Even though the initial objective of the Ceará SVO was to use MIA in arbovirus cases, in a complementary way, indications for using MIA have been extended to other infectious diseases of public health concerrn, in order to increase the number of procedures performed by each pathologist, accelerating the learning curve of the technique and increasing sensitivity of death surveillance in Ceará.29
The SVO experience suggests that, when performing MIA, the corpse should be placed on a stretcher. Conventional necropsy tables have raised edges, which can make it difficult to puncture more dorsal structures, such as the kidneys. With the corpse in prone position, a suboccipital puncture is performed to collect cerebrospinal fluid from the cisterna magna. As there is no mandatory order for performing the procedure, it is recommended that each health service or professional should systemize it, so as to avoid forgetting to puncture one or more organ. The following puncture order has been established at the Ceará SVO: brain, heart, right lung, left lung, liver, spleen, right kidney and left kidney.
Regarding COVID-19 cases, it is worth mentioning that there are studies that report that corpses subjected to MIA had almost identical histological findings when compared to those subjected to autopsy.30
Initially, a needle was used for each organ due to the secondary objective of identifying which organ had positive laboratory results. Furthermore, the aim was to identify whether there was an organ with greater positivity than the others, with a view to prioritizing it when it was not possible to collect samples from all organs. This increases the cost of the procedure but, under normal conditions, needle consumption will be much lower.

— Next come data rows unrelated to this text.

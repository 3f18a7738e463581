use crate::error::Result;
use sqlx::postgres::{PgPool, PgPoolOptions};
use std::time::Duration;
use tracing::{debug, info, instrument};

/// PostgreSQL connection pool shared by the lock and idempotency stores.
///
/// Advisory-lock leases pin a connection each for the whole cycle, so the
/// pool needs at least one connection per concurrently held lock on top of
/// what the key table queries use.
#[derive(Clone)]
pub struct PostgresStore {
    pool: PgPool,
}

impl PostgresStore {
    /// Create a new PostgreSQL store
    pub async fn new(database_url: &str, max_connections: u32) -> Result<Self> {
        let pool = PgPoolOptions::new()
            .max_connections(max_connections)
            .acquire_timeout(Duration::from_secs(30))
            .connect(database_url)
            .await?;

        info!("Connected to PostgreSQL");
        Ok(Self { pool })
    }

    /// Create a PostgreSQL store from an existing connection pool (zero-cost reuse)
    pub fn from_pool(pool: PgPool) -> Self {
        Self { pool }
    }

    /// Run migrations
    pub async fn migrate(&self) -> Result<()> {
        sqlx::migrate!("./migrations").run(&self.pool).await?;
        info!("Database migrations completed");
        Ok(())
    }

    /// Get the connection pool
    pub fn pool(&self) -> &PgPool {
        &self.pool
    }

    /// Round-trip a trivial query
    #[instrument(skip(self))]
    pub async fn ping(&self) -> Result<()> {
        sqlx::query("SELECT 1").execute(&self.pool).await?;
        debug!("PostgreSQL ping ok");
        Ok(())
    }

    /// Live and expired idempotency records, for operator reports
    pub async fn idempotency_key_counts(&self) -> Result<(i64, i64)> {
        let (live, expired): (i64, i64) = sqlx::query_as(
            r#"
            SELECT
                COUNT(*) FILTER (WHERE expires_at > NOW()),
                COUNT(*) FILTER (WHERE expires_at <= NOW())
            FROM idempotency_keys
            "#,
        )
        .fetch_one(&self.pool)
        .await?;

        Ok((live, expired))
    }

    /// Close every pooled connection (and with them any session locks)
    pub async fn close(&self) {
        self.pool.close().await;
        info!("PostgreSQL pool closed");
    }
}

There is no way of measuring the number of MIAs needed for a health professional to achieve a target organ success rate of 100%. The Ceará experience suggests that, with few autopsies performed, the professional has sufficient security and, if the service has ultrasound equipment and a radiologist, the MIA technique becomes more effective, facilitating completion of the process.

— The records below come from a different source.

use serde::{Deserialize, Serialize};
use thiserror::Error;

/// Main error type for the cycle runner
#[derive(Error, Debug)]
pub enum CycleGuardError {
    // Configuration errors
    #[error("Configuration error: {0}")]
    Config(#[from] config::ConfigError),

    // Database errors
    #[error("Database error: {0}")]
    Database(#[from] sqlx::Error),

    #[error("Migration error: {0}")]
    Migration(#[from] sqlx::migrate::MigrateError),

    // Serialization errors
    #[error("JSON serialization error: {0}")]
    Json(#[from] serde_json::Error),

    // Coordination errors
    #[error("Lock error: {0}")]
    Lock(String),

    #[error("Idempotency storage error: {0}")]
    IdempotencyStorage(String),

    // Pipeline errors
    #[error("Pipeline error: {0}")]
    Pipeline(String),

    #[error("Oracle error: {0}")]
    Oracle(String),

    #[error("Market data unavailable: {0}")]
    MarketDataUnavailable(String),

    #[error("Order execution failed: {0}")]
    OrderExecution(String),

    #[error("Timed out after {0}s")]
    Timeout(u64),

    // Validation errors
    #[error("Validation failed: {0}")]
    Validation(String),

    #[error("Invalid timeframe: {0}")]
    InvalidTimeframe(String),

    // IO errors
    #[error("IO error: {0}")]
    Io(#[from] std::io::Error),
}

/// Result type alias for CycleGuardError
pub type Result<T> = std::result::Result<T, CycleGuardError>;

/// Classification of everything that can end a cycle early.
///
/// Only some of these are failures worth paging anyone about: lock
/// contention and duplicates happen on every normal multi-runner tick.
#[derive(Debug, Clone, Copy, PartialEq, Eq, Serialize, Deserialize)]
#[serde(rename_all = "snake_case")]
pub enum CycleErrorKind {
    /// Another runner holds the cycle lock
    LockUnavailable,
    /// The lock store itself could not be reached
    LockStorage,
    /// The duplicate check could not be performed; the cycle was blocked
    IdempotencyStorage,
    /// The candle/action pair was already processed
    DuplicateDetected,
    /// The pipeline, oracle or exchange call failed, timed out or panicked
    Pipeline,
    /// The validator downgraded the oracle's action to hold
    ValidationOverride,
}

impl CycleErrorKind {
    pub fn as_str(&self) -> &'static str {
        match self {
            CycleErrorKind::LockUnavailable => "lock_unavailable",
            CycleErrorKind::LockStorage => "lock_storage",
            CycleErrorKind::IdempotencyStorage => "idempotency_storage",
            CycleErrorKind::DuplicateDetected => "duplicate_detected",
            CycleErrorKind::Pipeline => "pipeline",
            CycleErrorKind::ValidationOverride => "validation_override",
        }
    }

    /// Whether this outcome should reach an operator
    pub fn is_alertable(&self) -> bool {
        matches!(
            self,
            CycleErrorKind::LockStorage
                | CycleErrorKind::IdempotencyStorage
                | CycleErrorKind::Pipeline
        )
    }
}

impl std::fmt::Display for CycleErrorKind {
    fn fmt(&self, f: &mut std::fmt::Formatter<'_>) -> std::fmt::Result {
        write!(f, "{}", self.as_str())
    }
}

Historically, family members refusing to authorize autopsies has been greater in Ceará, which ends up motivating the search for less invasive alternatives; especially after the chikungunya epidemic, responsible for many deaths in elderly people whose relatives did not allow an autopsy to be performed.
Adopting MIA should not require new SVOs. Its use can expand the range of diseases observed through postmortem punctures, detection of emerging diseases and even diagnosis of chronic diseases.
The next challenge for the state of Ceará will be to train infectious disease specialists and neurologists from local reference hospitals - Hospital São José de Ciências Infecciosas and Hospital Geral de Fortaleza, both located in Ceará´s capital city - to use the technique in their hospitals, in cases that are of interest to health surveillance and, especially, in cases in which family members do not allow the corpse to be sent to the Death Verification Service. Greater use of minimally invasive autopsy will certainly contribute to reducing the number of deaths with ill-defined causes in Ceará.